* WHAT TO WORK ON
What you give back must match the records below word for word.

Collected data entries:

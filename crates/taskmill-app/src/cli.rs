//! CLI argument definitions and task-invocation parsing.
//!
//! Uses `clap` with derive macros for the outer surface; the trailing
//! task-invocation grammar (repeatable `--task` blocks with overrides) is
//! parsed by hand because its keys are arbitrary.

use std::collections::BTreeMap;
use std::path::PathBuf;

use clap::Parser;

use crate::error::BatchError;

/// Taskmill — embedded task orchestration with a headless batch mode.
#[derive(Parser, Debug)]
#[command(name = "taskmill", version, about)]
pub struct CliArgs {
    /// Path to the configuration file.
    #[arg(short = 'c', long = "config")]
    pub config: Option<PathBuf>,

    /// Path to the JSON task manifest (overrides the config file).
    #[arg(long = "manifest")]
    pub manifest: Option<PathBuf>,

    /// Log level (trace, debug, info, warn, error).
    #[arg(short = 'l', long = "log-level")]
    pub log_level: Option<String>,

    /// Run the requested tasks without the interactive host, then exit.
    #[arg(long = "headless")]
    pub headless: bool,

    /// File receiving the worker-ID -> report map as JSON.
    #[arg(long = "results")]
    pub results: Option<PathBuf>,

    /// Task invocations: `--task Group/Name [--async] [--key=value ...]`,
    /// repeatable.
    #[arg(trailing_var_arg = true, allow_hyphen_values = true)]
    pub invocations: Vec<String>,
}

impl CliArgs {
    /// Resolve the configuration file path.
    ///
    /// Priority: --config flag > TASKMILL_CONFIG env var > ./taskmill.toml.
    pub fn resolve_config_path(&self) -> PathBuf {
        if let Some(ref p) = self.config {
            return p.clone();
        }
        if let Ok(p) = std::env::var("TASKMILL_CONFIG") {
            return PathBuf::from(p);
        }
        PathBuf::from("taskmill.toml")
    }

    /// Resolve the log level. Priority: --log-level flag > "info".
    pub fn resolve_log_level(&self) -> String {
        self.log_level.clone().unwrap_or_else(|| "info".to_string())
    }
}

/// One requested task run from the command line.
#[derive(Debug, Clone, PartialEq, Eq)]
pub struct Invocation {
    pub worker_id: String,
    pub args: BTreeMap<String, String>,
    /// `Some(true)` when `--async` followed this task's flag; `None` keeps
    /// the task's declared run mode.
    pub run_async: Option<bool>,
}

impl Invocation {
    fn new(worker_id: String) -> Self {
        Self {
            worker_id,
            args: BTreeMap::new(),
            run_async: None,
        }
    }
}

/// Parse the trailing tokens into task-invocation blocks.
///
/// `--task <Group/Name>` opens a block; every following `--key=value` or
/// `--key value` pair belongs to it until the next `--task`. `--async`
/// marks the block's task async for this run.
pub fn parse_invocations(tokens: &[String]) -> Result<Vec<Invocation>, BatchError> {
    let mut invocations: Vec<Invocation> = Vec::new();
    let mut iter = tokens.iter();

    while let Some(token) = iter.next() {
        match token.as_str() {
            "--task" => {
                let id = iter
                    .next()
                    .ok_or_else(|| BatchError::MissingValue("--task".to_string()))?;
                invocations.push(Invocation::new(id.clone()));
            }
            "--async" => {
                let current = invocations
                    .last_mut()
                    .ok_or_else(|| BatchError::OverrideWithoutTask("--async".to_string()))?;
                current.run_async = Some(true);
            }
            flag if flag.starts_with("--") => {
                let (key, value) = match flag.split_once('=') {
                    Some((key, value)) => (key.to_string(), value.to_string()),
                    None => {
                        let value = iter
                            .next()
                            .filter(|v| v.as_str() != "--task" && v.as_str() != "--async")
                            .ok_or_else(|| BatchError::MissingValue(flag.to_string()))?;
                        (flag.to_string(), value.clone())
                    }
                };
                let key = key.trim_start_matches('-').to_string();
                if key.is_empty() {
                    return Err(BatchError::UnexpectedToken(flag.to_string()));
                }
                let current = invocations
                    .last_mut()
                    .ok_or_else(|| BatchError::OverrideWithoutTask(flag.to_string()))?;
                current.args.insert(key, value);
            }
            other => {
                return Err(BatchError::UnexpectedToken(other.to_string()));
            }
        }
    }

    Ok(invocations)
}

#[cfg(test)]
mod tests {
    use super::*;

    fn tokens(list: &[&str]) -> Vec<String> {
        list.iter().map(|s| s.to_string()).collect()
    }

    #[test]
    fn test_single_task_no_overrides() {
        let parsed = parse_invocations(&tokens(&["--task", "Build/build"])).unwrap();
        assert_eq!(parsed.len(), 1);
        assert_eq!(parsed[0].worker_id, "Build/build");
        assert!(parsed[0].args.is_empty());
        assert_eq!(parsed[0].run_async, None);
    }

    #[test]
    fn test_key_value_equals_form() {
        let parsed =
            parse_invocations(&tokens(&["--task", "Build/build", "--env=prod"])).unwrap();
        assert_eq!(parsed[0].args["env"], "prod");
    }

    #[test]
    fn test_key_value_space_form() {
        let parsed =
            parse_invocations(&tokens(&["--task", "Build/build", "--env", "prod"])).unwrap();
        assert_eq!(parsed[0].args["env"], "prod");
    }

    #[test]
    fn test_overrides_attach_to_most_recent_task() {
        let parsed = parse_invocations(&tokens(&[
            "--task",
            "Build/build",
            "--env=dev",
            "--task",
            "Deploy/upload",
            "--bucket=staging",
        ]))
        .unwrap();
        assert_eq!(parsed.len(), 2);
        assert_eq!(parsed[0].args["env"], "dev");
        assert!(!parsed[0].args.contains_key("bucket"));
        assert_eq!(parsed[1].args["bucket"], "staging");
    }

    #[test]
    fn test_async_flag_applies_to_preceding_task() {
        let parsed = parse_invocations(&tokens(&[
            "--task",
            "Build/build",
            "--task",
            "Deploy/upload",
            "--async",
        ]))
        .unwrap();
        assert_eq!(parsed[0].run_async, None);
        assert_eq!(parsed[1].run_async, Some(true));
    }

    #[test]
    fn test_override_before_any_task_errors() {
        let err = parse_invocations(&tokens(&["--env=prod"])).unwrap_err();
        assert!(matches!(err, BatchError::OverrideWithoutTask(_)));

        let err = parse_invocations(&tokens(&["--async"])).unwrap_err();
        assert!(matches!(err, BatchError::OverrideWithoutTask(_)));
    }

    #[test]
    fn test_task_flag_without_value_errors() {
        let err = parse_invocations(&tokens(&["--task"])).unwrap_err();
        assert!(matches!(err, BatchError::MissingValue(_)));
    }

    #[test]
    fn test_key_without_value_errors() {
        let err =
            parse_invocations(&tokens(&["--task", "Build/build", "--env"])).unwrap_err();
        assert!(matches!(err, BatchError::MissingValue(_)));
    }

    #[test]
    fn test_bare_token_errors() {
        let err = parse_invocations(&tokens(&["Build/build"])).unwrap_err();
        assert!(matches!(err, BatchError::UnexpectedToken(_)));
    }

    #[test]
    fn test_empty_tokens_no_invocations() {
        assert!(parse_invocations(&[]).unwrap().is_empty());
    }

    #[test]
    fn test_clap_surface_with_trailing_invocations() {
        let args = CliArgs::try_parse_from([
            "taskmill",
            "--headless",
            "--results",
            "out.json",
            "--task",
            "Build/build",
            "--env=prod",
        ])
        .unwrap();
        assert!(args.headless);
        assert_eq!(args.results.as_deref(), Some(std::path::Path::new("out.json")));
        let parsed = parse_invocations(&args.invocations).unwrap();
        assert_eq!(parsed[0].worker_id, "Build/build");
        assert_eq!(parsed[0].args["env"], "prod");
    }

    #[test]
    fn test_resolve_log_level_default() {
        let args = CliArgs::try_parse_from(["taskmill"]).unwrap();
        assert_eq!(args.resolve_log_level(), "info");
        let args = CliArgs::try_parse_from(["taskmill", "-l", "debug"]).unwrap();
        assert_eq!(args.resolve_log_level(), "debug");
    }
}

* REPLY TO THE TASK
filename crates/taskmill-app/src/cli.rs
//! CLI argument definitions and task-invocation parsing.
//!
//! Uses `clap` with derive macros for the outer surface; the trailing
//! task-invocation grammar (repeatable `--task` blocks with overrides) is
//! parsed by hand because its keys are arbitrary.

use std::collections::BTreeMap;
use std::path::PathBuf;

use clap::Parser;

use crate::error::BatchError;

/// Taskmill — embedded task orchestration with a headless batch mode.
#[derive(Parser, Debug)]
#[command(name = "taskmill", version, about)]
pub struct CliArgs {
    /// Path to the configuration file.
    #[arg(short = 'c', long = "config")]
    pub config: Option<PathBuf>,

    /// Path to the JSON task manifest (overrides the config file).
    #[arg(long = "manifest")]
    pub manifest: Option<PathBuf>,

    /// Log level (trace, debug, info, warn, error).
    #[arg(short = 'l', long = "log-level")]
    pub log_level: Option<String>,

    /// Run the requested tasks without the interactive host, then exit.
    #[arg(long = "headless")]
    pub headless: bool,

    /// File receiving the worker-ID -> report map as JSON.
    #[arg(long = "results")]
    pub results: Option<PathBuf>,

    /// Task invocations: `--task Group/Name [--async] [--key=value ...]`,
    /// repeatable.
    #[arg(trailing_var_arg = true, allow_hyphen_values = true)]
    pub invocations: Vec<String>,
}

impl CliArgs {
    /// Resolve the configuration file path.
    ///
    /// Priority: --config flag > TASKMILL_CONFIG env var > ./taskmill.toml.
    pub fn resolve_config_path(&self) -> PathBuf {
        if let Some(ref p) = self.config {
            return p.clone();
        }
        if let Ok(p) = std::env::var("TASKMILL_CONFIG") {
            return PathBuf::from(p);
        }
        PathBuf::from("taskmill.toml")
    }

    /// Resolve the log level. Priority: --log-level flag > "info".
    pub fn resolve_log_level(&self) -> String {
        self.log_level.clone().unwrap_or_else(|| "info".to_string())
    }
}

/// One requested task run from the command line.
#[derive(Debug, Clone, PartialEq, Eq)]
pub struct Invocation {
    pub worker_id: String,
    pub args: BTreeMap<String, String>,
    /// `Some(true)` when `--async` followed this task's flag; `None` keeps
    /// the task's declared run mode.
    pub run_async: Option<bool>,
}

impl Invocation {
    fn new(worker_id: String) -> Self {
        Self {
            worker_id,
            args: BTreeMap::new(),
            run_async: None,
        }
    }
}

/// Parse the trailing tokens into task-invocation blocks.
///
/// `--task <Group/Name>` opens a block; every following `--key=value` or
/// `--key value` pair belongs to it until the next `--task`. `--async`
/// marks the block's task async for this run.
pub fn parse_invocations(tokens: &[String]) -> Result<Vec<Invocation>, BatchError> {
    let mut invocations: Vec<Invocation> = Vec::new();
    let mut iter = tokens.iter();

    while let Some(token) = iter.next() {
        match token.as_str() {
            "--task" => {
                let id = iter
                    .next()
                    .ok_or_else(|| BatchError::MissingValue("--task".to_string()))?;
                invocations.push(Invocation::new(id.clone()));
            }
            "--async" => {
                let current = invocations
                    .last_mut()
                    .ok_or_else(|| BatchError::OverrideWithoutTask("--async".to_string()))?;
                current.run_async = Some(true);
            }
            flag if flag.starts_with("--") => {
                let (key, value) = match flag.split_once('=') {
                    Some((key, value)) => (key.to_string(), value.to_string()),
                    None => {
                        let value = iter
                            .next()
                            .filter(|v| v.as_str() != "--task" && v.as_str() != "--async")
                            .ok_or_else(|| BatchError::MissingValue(flag.to_string()))?;
                        (flag.to_string(), value.clone())
                    }
                };
                let key = key.trim_start_matches('-').to_string();
                if key.is_empty() {
                    return Err(BatchError::UnexpectedToken(flag.to_string()));
                }
                let current = invocations
                    .last_mut()
                    .ok_or_else(|| BatchError::OverrideWithoutTask(flag.to_string()))?;
                current.args.insert(key, value);
            }
            other => {
                return Err(BatchError::UnexpectedToken(other.to_string()));
            }
        }
    }

    Ok(invocations)
}

#[cfg(test)]
mod tests {
    use super::*;

    fn tokens(list: &[&str]) -> Vec<String> {
        list.iter().map(|s| s.to_string()).collect()
    }

    #[test]
    fn test_single_task_no_overrides() {
        let parsed = parse_invocations(&tokens(&["--task", "Build/build"])).unwrap();
        assert_eq!(parsed.len(), 1);
        assert_eq!(parsed[0].worker_id, "Build/build");
        assert!(parsed[0].args.is_empty());
        assert_eq!(parsed[0].run_async, None);
    }

    #[test]
    fn test_key_value_equals_form() {
        let parsed =
            parse_invocations(&tokens(&["--task", "Build/build", "--env=prod"])).unwrap();
        assert_eq!(parsed[0].args["env"], "prod");
    }

    #[test]
    fn test_key_value_space_form() {
        let parsed =
            parse_invocations(&tokens(&["--task", "Build/build", "--env", "prod"])).unwrap();
        assert_eq!(parsed[0].args["env"], "prod");
    }

    #[test]
    fn test_overrides_attach_to_most_recent_task() {
        let parsed = parse_invocations(&tokens(&[
            "--task",
            "Build/build",
            "--env=dev",
            "--task",
            "Deploy/upload",
            "--bucket=staging",
        ]))
        .unwrap();
        assert_eq!(parsed.len(), 2);
        assert_eq!(parsed[0].args["env"], "dev");
        assert!(!parsed[0].args.contains_key("bucket"));
        assert_eq!(parsed[1].args["bucket"], "staging");
    }

    #[test]
    fn test_async_flag_applies_to_preceding_task() {
        let parsed = parse_invocations(&tokens(&[
            "--task",
            "Build/build",
            "--task",
            "Deploy/upload",
            "--async",
        ]))
        .unwrap();
        assert_eq!(parsed[0].run_async, None);
        assert_eq!(parsed[1].run_async, Some(true));
    }

    #[test]
    fn test_override_before_any_task_errors() {
        let err = parse_invocations(&tokens(&["--env=prod"])).unwrap_err();
        assert!(matches!(err, BatchError::OverrideWithoutTask(_)));

        let err = parse_invocations(&tokens(&["--async"])).unwrap_err();
        assert!(matches!(err, BatchError::OverrideWithoutTask(_)));
    }

    #[test]
    fn test_task_flag_without_value_errors() {
        let err = parse_invocations(&tokens(&["--task"])).unwrap_err();
        assert!(matches!(err, BatchError::MissingValue(_)));
    }

    #[test]
    fn test_key_without_value_errors() {
        let err =
            parse_invocations(&tokens(&["--task", "Build/build", "--env"])).unwrap_err();
        assert!(matches!(err, BatchError::MissingValue(_)));
    }

    #[test]
    fn test_bare_token_errors() {
        let err = parse_invocations(&tokens(&["Build/build"])).unwrap_err();
        assert!(matches!(err, BatchError::UnexpectedToken(_)));
    }

    #[test]
    fn test_empty_tokens_no_invocations() {
        assert!(parse_invocations(&[]).unwrap().is_empty());
    }

    #[test]
    fn test_clap_surface_with_trailing_invocations() {
        let args = CliArgs::try_parse_from([
            "taskmill",
            "--headless",
            "--results",
            "out.json",
            "--task",
            "Build/build",
            "--env=prod",
        ])
        .unwrap();
        assert!(args.headless);
        assert_eq!(args.results.as_deref(), Some(std::path::Path::new("out.json")));
        let parsed = parse_invocations(&args.invocations).unwrap();
        assert_eq!(parsed[0].worker_id, "Build/build");
        assert_eq!(parsed[0].args["env"], "prod");
    }

    #[test]
    fn test_resolve_log_level_default() {
        let args = CliArgs::try_parse_from(["taskmill"]).unwrap();
        assert_eq!(args.resolve_log_level(), "info");
        let args = CliArgs::try_parse_from(["taskmill", "-l", "debug"]).unwrap();
        assert_eq!(args.resolve_log_level(), "debug");
    }
}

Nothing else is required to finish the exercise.